━━━ Dataset extract
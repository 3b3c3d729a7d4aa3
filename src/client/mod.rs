//! Rate-limited, retrying HTTP access to the NCBI E-utilities API.

mod eutils;
mod pubmed;
mod rate_limit;

pub use eutils::{EutilsClient, EutilsConfig};
pub use pubmed::{PaperSource, PubMedSource};
pub use rate_limit::{RateLimiter, DEFAULT_MIN_INTERVAL};

/// Errors from the bibliographic API layer
#[derive(Debug, thiserror::Error)]
pub enum ApiError {
    /// HTTP status outside the success range
    #[error("API returned status {status}")]
    Status { status: u16, retriable: bool },

    /// Network-level failure (connect, timeout, read)
    #[error("Network error: {0}")]
    Network(String),

    /// Response body could not be parsed
    #[error("Parse error: {0}")]
    Parse(String),

    /// All retries exhausted; callers must not retry further within the
    /// same engine iteration
    #[error("Request failed after {attempts} attempts: {source}")]
    RetriesExhausted {
        attempts: u32,
        #[source]
        source: Box<ApiError>,
    },
}

impl ApiError {
    /// Whether the client may retry this error with backoff
    pub fn is_retriable(&self) -> bool {
        match self {
            ApiError::Status { retriable, .. } => *retriable,
            ApiError::Network(_) => true,
            ApiError::Parse(_) => false,
            ApiError::RetriesExhausted { .. } => false,
        }
    }
}

impl From<quick_xml::DeError> for ApiError {
    fn from(err: quick_xml::DeError) -> Self {
        ApiError::Parse(format!("XML: {}", err))
    }
}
━━━━━━
▶ **Work item**
For the lines above, output exactly those from the line containing "(connect, timeout, read)" through the line containing "fn from(err: quick_xml::DeError)", and skip the others.

▶ **Result**
    /// Network-level failure (connect, timeout, read)
    #[error("Network error: {0}")]
    Network(String),

    /// Response body could not be parsed
    #[error("Parse error: {0}")]
    Parse(String),

    /// All retries exhausted; callers must not retry further within the
    /// same engine iteration
    #[error("Request failed after {attempts} attempts: {source}")]
    RetriesExhausted {
        attempts: u32,
        #[source]
        source: Box<ApiError>,
    },
}

impl ApiError {
    /// Whether the client may retry this error with backoff
    pub fn is_retriable(&self) -> bool {
        match self {
            ApiError::Status { retriable, .. } => *retriable,
            ApiError::Network(_) => true,
            ApiError::Parse(_) => false,
            ApiError::RetriesExhausted { .. } => false,
        }
    }
}

impl From<quick_xml::DeError> for ApiError {
    fn from(err: quick_xml::DeError) -> Self {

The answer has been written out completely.